03 January 2016

Programming

Part of my writing this past summer and autumn involved a lot of programming. In fact, that's been going on for a long time. I won't take you all the way back to 1995. In spring 2014 I decided that I was going to do all of my dissertation analyses in Python, and I started at the beginning with the free interactive course at Codecademy. It was a good course and I highly recommend it. One of the exercises was to write a little Battleship game, which I took up again after I finished the course and expanded to include most of the rules in the real board game. It even tells you if you get a near-miss!

Anyway, I chose Python because it could be a catch-all for the various things I needed to do for my research work. Parts of my workflow use external programs, image processing, mathematical modeling, statistical analyses, visualization, large-array I/O, etc. all requiring repeatability for different locations and times. ArcGIS can't do all that, and it's expensive anyway. Perhaps I could do it in R, but I'd be learning that from scratch as I already did with Matlab, which can't do all of what I want. Fortran, my "home language" for a long time, would be too cumbersome. Python has this interactivity, this flexibility, and this lack of a compile step that was greatly appealing. It's called a "glue language" by many programmers for good reason. One Codecademy course and one O'Reilly book (Python for Data Analysis) and I was off and running up the learning curve.

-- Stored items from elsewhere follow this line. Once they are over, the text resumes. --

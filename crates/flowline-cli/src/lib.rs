//! Shared shell for the two solver executables.
//!
//! Each tool reads one document from standard input, writes exactly one
//! document plus a trailing newline to standard output, and reserves
//! standard error for diagnostics. Exit codes: 0 for any well-formed answer
//! (feasible or not), 1 for malformed input, 2 for solver or verifier
//! failure.

use std::io::Read;
use std::process::ExitCode;

/// Exit code for malformed input documents.
pub const EXIT_BAD_INPUT: u8 = 1;
/// Exit code for solver or verification failures.
pub const EXIT_SOLVER_FAILURE: u8 = 2;

/// Drive one solver: read stdin, run, print. `run` returns the answer
/// document or an error plus whether that error was the input's fault.
pub fn drive<F>(tool: &str, run: F) -> ExitCode
where
    F: FnOnce(&str) -> Result<String, (String, bool)>,
{
    let mut input = String::new();
    if let Err(e) = std::io::stdin().read_to_string(&mut input) {
        eprintln!("{tool}: failed to read stdin: {e}");
        return ExitCode::from(EXIT_BAD_INPUT);
    }
    match run(&input) {
        Ok(document) => {
            println!("{document}");
            ExitCode::SUCCESS
        }
        Err((message, input_error)) => {
            eprintln!("{tool}: {message}");
            if input_error {
                ExitCode::from(EXIT_BAD_INPUT)
            } else {
                ExitCode::from(EXIT_SOLVER_FAILURE)
            }
        }
    }
}
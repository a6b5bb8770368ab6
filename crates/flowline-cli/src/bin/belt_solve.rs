//! `belt-solve`: bounded-flow belt solver over stdin/stdout.

use std::process::ExitCode;

fn main() -> ExitCode {
    flowline_cli::drive("belt-solve", |input| {
        flowline_belts::run_document(input)
            .map_err(|e| (e.to_string(), e.is_input_error()))
    })
}
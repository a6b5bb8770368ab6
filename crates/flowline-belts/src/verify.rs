//! Answer verification against the original belt constraints.
//!
//! Feasible answers are re-checked edge by edge and node by node; cut
//! certificates are re-checked against an independently recomputed residual
//! reachability. A failed check is a fatal error, never an emitted document.

use flowline_core::tol::{approx_eq, approx_le, EPS};

use crate::error::BeltsError;
use crate::normalize::BeltNetwork;
use crate::schema::CutReport;

/// Re-check a recovered flow, indexed by input edge order.
pub fn check_feasible(network: &BeltNetwork, flows: &[f64]) -> Result<(), BeltsError> {
    for (i, e) in network.edges.iter().enumerate() {
        let f = flows[i];
        if !approx_le(e.lo, f) || !approx_le(f, e.hi) {
            return Err(fail(format!(
                "flow {f} on edge {i} escapes bounds [{}, {}]",
                e.lo, e.hi
            )));
        }
    }

    let mut inflow = vec![0.0; network.nodes.len()];
    let mut outflow = vec![0.0; network.nodes.len()];
    for (i, e) in network.edges.iter().enumerate() {
        outflow[e.u] += flows[i];
        inflow[e.v] += flows[i];
    }

    for (n, name) in network.nodes.iter() {
        let lhs = inflow[n] + network.supply[n];
        let absorbed = if n == network.sink_node {
            network.demand
        } else {
            0.0
        };
        let rhs = outflow[n] + absorbed;
        if !approx_eq(lhs, rhs) {
            return Err(fail(format!(
                "conservation violated at node '{name}': in {lhs} != out {rhs}"
            )));
        }
    }

    for (n, name) in network.nodes.iter() {
        if let Some((_, cap)) = network.cap_arcs[n] {
            // Throughput through the cap: what enters on edges, less what
            // the sink absorbs on arrival.
            let absorbed = if n == network.sink_node {
                network.demand
            } else {
                0.0
            };
            let through = inflow[n] - absorbed;
            if !approx_le(through, cap) {
                return Err(fail(format!(
                    "node '{name}' over its cap: {through} > {cap}"
                )));
            }
        }
    }

    Ok(())
}

/// Re-check a cut certificate against the post-flow residual graph.
pub fn check_infeasible(
    network: &BeltNetwork,
    achieved: f64,
    report: &CutReport,
) -> Result<(), BeltsError> {
    let balance = report.deficit.demand_balance;
    if balance <= EPS {
        return Err(fail(format!(
            "infeasibility report with non-positive deficit {balance}"
        )));
    }
    if !approx_eq(network.required - balance, achieved) {
        return Err(fail(format!(
            "deficit {balance} inconsistent with required {} and achieved {achieved}",
            network.required
        )));
    }

    let reachable = network.net.reachable(network.source);

    // The reachable set must match the certificate exactly.
    let recomputed: Vec<&str> = network
        .nodes
        .iter()
        .filter(|&(n, _)| reachable[network.vert_in[n]])
        .map(|(_, name)| name)
        .collect();
    if recomputed != report.cut_reachable.iter().map(String::as_str).collect::<Vec<_>>() {
        return Err(fail("cut_reachable does not match the residual graph".to_string()));
    }

    for name in &report.deficit.tight_nodes {
        let n = network
            .nodes
            .index_of(name)
            .ok_or_else(|| fail(format!("tight node '{name}' is not a node")))?;
        let (arc, _) = network.cap_arcs[n]
            .ok_or_else(|| fail(format!("tight node '{name}' has no cap")))?;
        if network.net.residual(arc) > EPS {
            return Err(fail(format!("tight node '{name}' is not saturated")));
        }
    }

    for edge in &report.deficit.tight_edges {
        let found = network.edges.iter().any(|e| {
            network.nodes.name(e.u) == edge.u
                && network.nodes.name(e.v) == edge.v
                && reachable[network.vert_out[e.u]]
                && !reachable[network.vert_in[e.v]]
                && network.net.residual(e.arc) <= EPS
        });
        if !found {
            return Err(fail(format!(
                "tight edge {}->{} does not cross the cut saturated",
                edge.u, edge.v
            )));
        }
    }

    Ok(())
}

fn fail(detail: String) -> BeltsError {
    BeltsError::Verification { detail }
}
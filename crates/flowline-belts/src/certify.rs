//! Feasibility decision, flow recovery, and cut certificates.
//!
//! After max-flow, feasibility is exactly "the super-source arcs are
//! saturated". On success the original flow is recovered by re-adding each
//! edge's lower bound; on failure the certificate names the residual-
//! reachable nodes, the saturated node caps, and the saturated edges
//! crossing out of the reachable set. Either way the answer is re-verified
//! before it leaves this module.

use flowline_core::tol::{snap_zero, EPS};

use crate::error::BeltsError;
use crate::normalize::BeltNetwork;
use crate::schema::{BeltOutcome, CutReport, Deficit, EdgeFlow, EdgeRef, FlowAssignment};
use crate::verify;

/// Run max-flow on a reduced network and certify the outcome.
pub fn certify(mut network: BeltNetwork) -> Result<BeltOutcome, BeltsError> {
    let achieved = network.net.max_flow(network.source, network.sink_star);

    if achieved >= network.required - EPS {
        let flows: Vec<f64> = network
            .edges
            .iter()
            .map(|e| e.lo + network.net.flow(e.arc))
            .collect();
        verify::check_feasible(&network, &flows)?;

        let flow = network
            .edges
            .iter()
            .zip(flows.iter())
            .map(|(e, &f)| EdgeFlow {
                u: network.nodes.name(e.u).to_string(),
                v: network.nodes.name(e.v).to_string(),
                f: snap_zero(f),
            })
            .collect();
        return Ok(BeltOutcome::Feasible(FlowAssignment {
            feasible: true,
            flow,
        }));
    }

    let reachable = network.net.reachable(network.source);

    // Nodes whose in-vertex the residual graph reaches; node order is
    // canonical, so the list comes out sorted.
    let cut_reachable: Vec<String> = network
        .nodes
        .iter()
        .filter(|&(n, _)| reachable[network.vert_in[n]])
        .map(|(_, name)| name.to_string())
        .collect();

    let tight_nodes: Vec<String> = network
        .nodes
        .iter()
        .filter(|&(n, _)| {
            network.cap_arcs[n]
                .map(|(arc, _)| network.net.residual(arc) <= EPS)
                .unwrap_or(false)
        })
        .map(|(_, name)| name.to_string())
        .collect();

    let mut tight_edges: Vec<EdgeRef> = network
        .edges
        .iter()
        .filter(|e| {
            reachable[network.vert_out[e.u]]
                && !reachable[network.vert_in[e.v]]
                && network.net.residual(e.arc) <= EPS
        })
        .map(|e| EdgeRef {
            u: network.nodes.name(e.u).to_string(),
            v: network.nodes.name(e.v).to_string(),
        })
        .collect();
    tight_edges.sort();
    tight_edges.dedup();

    let report = CutReport {
        feasible: false,
        cut_reachable,
        deficit: Deficit {
            demand_balance: network.required - achieved,
            tight_nodes,
            tight_edges,
        },
    };
    verify::check_infeasible(&network, achieved, &report)?;
    Ok(BeltOutcome::Infeasible(report))
}
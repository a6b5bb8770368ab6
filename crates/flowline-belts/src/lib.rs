//! Bounded-flow belt solver.
//!
//! Pipeline: ingest → normalize → reduce → solve → verify → emit. Given a
//! directed graph with edge `[lo, hi]` bounds, node throughput caps, fixed
//! supplies, and one sink, decide whether a feasible flow exists. Feasible
//! instances get a concrete flow per input edge; infeasible ones get a
//! cut-based certificate naming the deficit, the saturated node caps, and
//! the saturated crossing edges.

pub mod certify;
pub mod error;
pub mod maxflow;
pub mod normalize;
pub mod schema;
pub mod verify;

pub use certify::certify;
pub use error::BeltsError;
pub use normalize::normalize;
pub use schema::{BeltDoc, BeltOutcome};

/// Run the whole pipeline on a JSON document, returning the JSON answer.
pub fn run_document(input: &str) -> Result<String, BeltsError> {
    let doc: BeltDoc = serde_json::from_str(input)?;
    let outcome = certify(normalize(&doc)?)?;
    Ok(serde_json::to_string(&outcome)?)
}

#[cfg(test)]
mod tests {
    use super::*;

    #[test]
    fn document_round_trip() {
        let input = r#"{
            "nodes": {"s": {}, "t": {}},
            "edges": [{"u": "s", "v": "t", "lo": 0, "hi": 10}],
            "supplies": {"s": 5},
            "sink": {"id": "t", "demand": 5}
        }"#;
        let out = run_document(input).unwrap();
        let value: serde_json::Value = serde_json::from_str(&out).unwrap();
        assert_eq!(value["feasible"], serde_json::json!(true));
        assert_eq!(value["flow"][0]["f"], serde_json::json!(5.0));
    }

    #[test]
    fn malformed_document_is_an_input_error() {
        let err = run_document("[]").unwrap_err();
        assert!(err.is_input_error());
    }
}
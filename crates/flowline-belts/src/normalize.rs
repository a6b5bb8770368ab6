//! Validation and reduction of a belt document to a pure max-flow instance.
//!
//! Three transformations, applied in order:
//!
//! 1. **Node splitting**: a capped node becomes an in-vertex and an
//!    out-vertex joined by an arc carrying the cap. Incoming edges land on
//!    the in-vertex, outgoing edges leave the out-vertex. Supplies enter at
//!    the out-vertex and the sink absorbs at the in-vertex, so neither is
//!    throttled by the node's own cap.
//! 2. **Lower-bound elimination**: an edge `(u→v, lo, hi)` becomes an arc of
//!    capacity `hi − lo`, and `lo` moves into the imbalance table: the head's
//!    in-vertex owes `+lo`, the tail's out-vertex owes `−lo`.
//! 3. **Imbalance folding**: fixed supplies add at the supplying out-vertex,
//!    the sink demand subtracts at the sink's in-vertex. A super-source arc
//!    feeds every positive imbalance, a super-sink arc drains every negative
//!    one. Feasibility is then exactly "max-flow saturates the super-source".
//!
//! Imbalances are per transformed vertex, not per original node: a capped
//! node's halves must not cancel, or lower-bound flow that still has to
//! traverse the cap arc would go unaccounted.

use flowline_core::tol::{approx_eq, EPS};
use flowline_core::NameTable;

use crate::error::BeltsError;
use crate::maxflow::FlowNetwork;
use crate::schema::BeltDoc;

/// One original edge carried through the reduction.
#[derive(Debug, Clone)]
pub struct BeltEdge {
    pub u: usize,
    pub v: usize,
    pub lo: f64,
    pub hi: f64,
    /// The transformed arc in the flow network.
    pub arc: usize,
}

/// The normalized, reduced instance. Immutable apart from the flow state
/// inside `net`.
#[derive(Debug)]
pub struct BeltNetwork {
    pub nodes: NameTable,
    /// Per node: transformed in-vertex and out-vertex (equal when uncapped).
    pub vert_in: Vec<usize>,
    pub vert_out: Vec<usize>,
    /// Per node: split arc and cap for capped nodes.
    pub cap_arcs: Vec<Option<(usize, f64)>>,
    /// Original edges in input order.
    pub edges: Vec<BeltEdge>,
    pub net: FlowNetwork,
    /// Super-source and super-sink vertices.
    pub source: usize,
    pub sink_star: usize,
    /// Total positive imbalance; the flow the reduction must route.
    pub required: f64,
    /// Node index of the sink and per-node supplies.
    pub sink_node: usize,
    pub supply: Vec<f64>,
    pub demand: f64,
}

/// Validate a document and build the reduced network.
pub fn normalize(doc: &BeltDoc) -> Result<BeltNetwork, BeltsError> {
    for (name, spec) in &doc.nodes {
        if let Some(cap) = spec.cap {
            if cap < 0.0 {
                return Err(BeltsError::NegativeNodeCap {
                    node: name.clone(),
                    cap,
                });
            }
        }
    }

    for (index, e) in doc.edges.iter().enumerate() {
        if e.lo < 0.0 {
            return Err(BeltsError::NegativeLowerBound { index, lo: e.lo });
        }
        if e.hi < e.lo {
            return Err(BeltsError::InvertedBounds {
                index,
                lo: e.lo,
                hi: e.hi,
            });
        }
        for endpoint in [&e.u, &e.v] {
            if !doc.nodes.contains_key(endpoint) {
                return Err(BeltsError::UnknownNode {
                    node: endpoint.clone(),
                    role: "edge endpoint",
                });
            }
        }
    }

    if !doc.nodes.contains_key(&doc.sink.id) {
        return Err(BeltsError::UnknownNode {
            node: doc.sink.id.clone(),
            role: "sink",
        });
    }

    let mut supply_total = 0.0;
    for (name, &supply) in &doc.supplies {
        if !doc.nodes.contains_key(name) {
            return Err(BeltsError::UnknownNode {
                node: name.clone(),
                role: "supply",
            });
        }
        if supply <= 0.0 {
            return Err(BeltsError::NonPositiveSupply {
                node: name.clone(),
                supply,
            });
        }
        if *name == doc.sink.id {
            return Err(BeltsError::SupplyAtSink { node: name.clone() });
        }
        supply_total += supply;
    }
    if !approx_eq(supply_total, doc.sink.demand) {
        return Err(BeltsError::SupplyDemandMismatch {
            supply_total,
            demand: doc.sink.demand,
        });
    }

    let nodes = NameTable::from_names(doc.nodes.keys().cloned());

    // Vertex assignment in canonical node order; capped nodes take two
    // consecutive vertices.
    let mut vert_in = Vec::with_capacity(nodes.len());
    let mut vert_out = Vec::with_capacity(nodes.len());
    let mut caps = Vec::with_capacity(nodes.len());
    let mut next = 0usize;
    for (_, spec) in doc.nodes.iter() {
        match spec.cap {
            Some(cap) => {
                vert_in.push(next);
                vert_out.push(next + 1);
                caps.push(Some(cap));
                next += 2;
            }
            None => {
                vert_in.push(next);
                vert_out.push(next);
                caps.push(None);
                next += 1;
            }
        }
    }
    let source = next;
    let sink_star = next + 1;
    let mut net = FlowNetwork::new(next + 2);

    // Split arcs first, in node order.
    let mut cap_arcs = vec![None; nodes.len()];
    for (n, cap) in caps.iter().enumerate() {
        if let Some(cap) = *cap {
            let arc = net.add_arc(vert_in[n], vert_out[n], cap);
            cap_arcs[n] = Some((arc, cap));
        }
    }

    // Original edges next, inserted in lexicographic order of
    // (u, v, lo, hi, input position) but recorded per input position.
    let mut order: Vec<usize> = (0..doc.edges.len()).collect();
    order.sort_by(|&a, &b| {
        let ea = &doc.edges[a];
        let eb = &doc.edges[b];
        (&ea.u, &ea.v, ea.lo, ea.hi, a)
            .partial_cmp(&(&eb.u, &eb.v, eb.lo, eb.hi, b))
            .unwrap_or(std::cmp::Ordering::Equal)
    });

    let mut imbalance = vec![0.0; net.vertex_count()];
    let mut edges: Vec<Option<BeltEdge>> = vec![None; doc.edges.len()];
    for &idx in &order {
        let e = &doc.edges[idx];
        let u = nodes
            .index_of(&e.u)
            .expect("edge endpoints validated above");
        let v = nodes
            .index_of(&e.v)
            .expect("edge endpoints validated above");
        let arc = net.add_arc(vert_out[u], vert_in[v], e.hi - e.lo);
        imbalance[vert_in[v]] += e.lo;
        imbalance[vert_out[u]] -= e.lo;
        edges[idx] = Some(BeltEdge {
            u,
            v,
            lo: e.lo,
            hi: e.hi,
            arc,
        });
    }
    let edges: Vec<BeltEdge> = edges.into_iter().flatten().collect();

    // Fold fixed supplies and the sink demand into the imbalance table.
    let mut supply = vec![0.0; nodes.len()];
    for (name, &s) in &doc.supplies {
        let n = nodes.index_of(name).expect("supplies validated above");
        supply[n] = s;
        imbalance[vert_out[n]] += s;
    }
    let sink_node = nodes
        .index_of(&doc.sink.id)
        .expect("sink validated above");
    imbalance[vert_in[sink_node]] -= doc.sink.demand;

    // Super-source and super-sink arcs, in vertex order.
    let mut required = 0.0;
    for (vtx, &d) in imbalance.iter().enumerate() {
        if d > EPS {
            net.add_arc(source, vtx, d);
            required += d;
        } else if d < -EPS {
            net.add_arc(vtx, sink_star, -d);
        }
    }

    Ok(BeltNetwork {
        nodes,
        vert_in,
        vert_out,
        cap_arcs,
        edges,
        net,
        source,
        sink_star,
        required,
        sink_node,
        supply,
        demand: doc.sink.demand,
    })
}
//! **A multi-criteria scoring and ranking engine for device catalogs.**
//!
//! `devrank` converts heterogeneous, incomplete device specifications into
//! comparable 0-100 scores, ranks a catalog under adjustable category
//! weights, and derives cross-device analyses: the outright winner, the
//! best-value pick, per-category winners, and use-case recommendations.
//! It powers both a command-line interface and a Rust library for embedding
//! in larger applications.
//!
//! ## Key Features
//!
//! - **Tolerant spec extraction**: free-text specification values
//!   ("5000mAh", "1.5GHz", "108MP") are coerced to numbers best-effort;
//!   missing or malformed data degrades to documented neutral defaults and
//!   never errors.
//! - **Seven category scorers**: price (set-relative), performance,
//!   battery, camera, display, design, and features, each a pure function
//!   returning a 0-100 score.
//! - **Weighted aggregation**: one overall score per device under a
//!   caller-supplied weight vector, with strength/weakness classification.
//! - **Ranking and analysis**: stable descending sort under five sort keys,
//!   sequential 1-based ranks, and derived comparison analysis.
//!
//! ## Core Concepts & Modules
//!
//! - **[`model`]**: The input entity [`DeviceRecord`] and derived types
//!   ([`DeviceScore`], [`WeightVector`], [`Category`]).
//! - **[`catalog`]**: JSON catalog ingestion.
//! - **[`scoring`]**: Spec extraction, the seven category scorers, and the
//!   weighted aggregator. Pure functions throughout.
//! - **[`ranking`]**: The [`RankingEngine`] with sort keys, rank
//!   assignment, and [`ComparisonAnalysis`].
//! - **[`config`]**: Weight presets, YAML config files, validation.
//! - **[`reports`]**: JSON, Markdown, summary, and CSV renderers.
//!
//! ## Getting Started: Ranking a Catalog
//!
//! ```
//! use devrank::model::{DeviceRecord, Money, SpecEntry, WeightVector};
//! use devrank::ranking::RankingEngine;
//!
//! let mut budget = DeviceRecord::new("budget-5", "Budget Five");
//! budget.current_price = Some(Money::usd(249.0));
//! budget.specifications = vec![SpecEntry::new("battery", "Battery", "5000mAh")];
//!
//! let mut flagship = DeviceRecord::new("ultra-x", "Ultra X");
//! flagship.current_price = Some(Money::usd(1099.0));
//! flagship.specifications = vec![SpecEntry::new("camera", "Main Camera", "108MP")];
//!
//! let catalog = vec![budget, flagship];
//! let engine = RankingEngine::new(WeightVector::default());
//!
//! let ranked = engine.rank(&catalog);
//! assert_eq!(ranked[0].rank, 1);
//!
//! let analysis = engine.analyze(&catalog).expect("non-empty catalog");
//! println!("{}", analysis.summary);
//! ```
//!
//! ## Scoring With Custom Weights
//!
//! ```
//! use devrank::config::WeightPreset;
//! use devrank::model::DeviceRecord;
//! use devrank::ranking::RankingEngine;
//!
//! let catalog = vec![DeviceRecord::new("a", "Phone A")];
//! let engine = RankingEngine::new(WeightPreset::Photography.weights());
//! let ranked = engine.rank(&catalog);
//! assert_eq!(ranked.len(), 1);
//! ```

// Lint to discourage unwrap() in production code - prefer explicit error handling
#![warn(clippy::unwrap_used)]
#![allow(
    // Cast safety: usize/u64 to f64 casts are pervasive in scoring math and
    // all values are bounded in practice
    clippy::cast_precision_loss,
    clippy::cast_possible_truncation,
    clippy::cast_sign_loss
)]

pub mod catalog;
pub mod cli;
pub mod config;
pub mod error;
pub mod model;
pub mod pipeline;
pub mod ranking;
pub mod reports;
pub mod scoring;

// Re-export main types for convenience
pub use catalog::{parse_catalog, parse_catalog_str};
pub use config::{AppConfig, ConfigError, Validatable, WeightPreset};
pub use error::{DevRankError, ErrorContext, OptionContext, Result};
pub use model::{
    Category, CategoryScores, DeviceRecord, DeviceScore, FeatureFlag, Grade, Money, SpecEntry,
    WeightVector,
};
pub use ranking::{ComparisonAnalysis, RankingEngine, SortKey, UseCasePicks};
pub use reports::{ReportFormat, ReportGenerator};
pub use scoring::{score_catalog, score_categories, score_device, SpecExtractor};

One other consideration: this autumn my advisor and I decided together that my analysis code would be published with the papers that I would be producing. We're going for transparency and repeatability, but we're also looking to make something useful for the community. The things that I'm looking at around Lake Superior, other people might want to examine around Lake Michigan or in the Appalachians or who knows where. Something with Python that you really don't get with compiled programming languages is readability. If you know the basics (again, the Codecademy course is just about enough) then you can read the whole script and know what it's doing.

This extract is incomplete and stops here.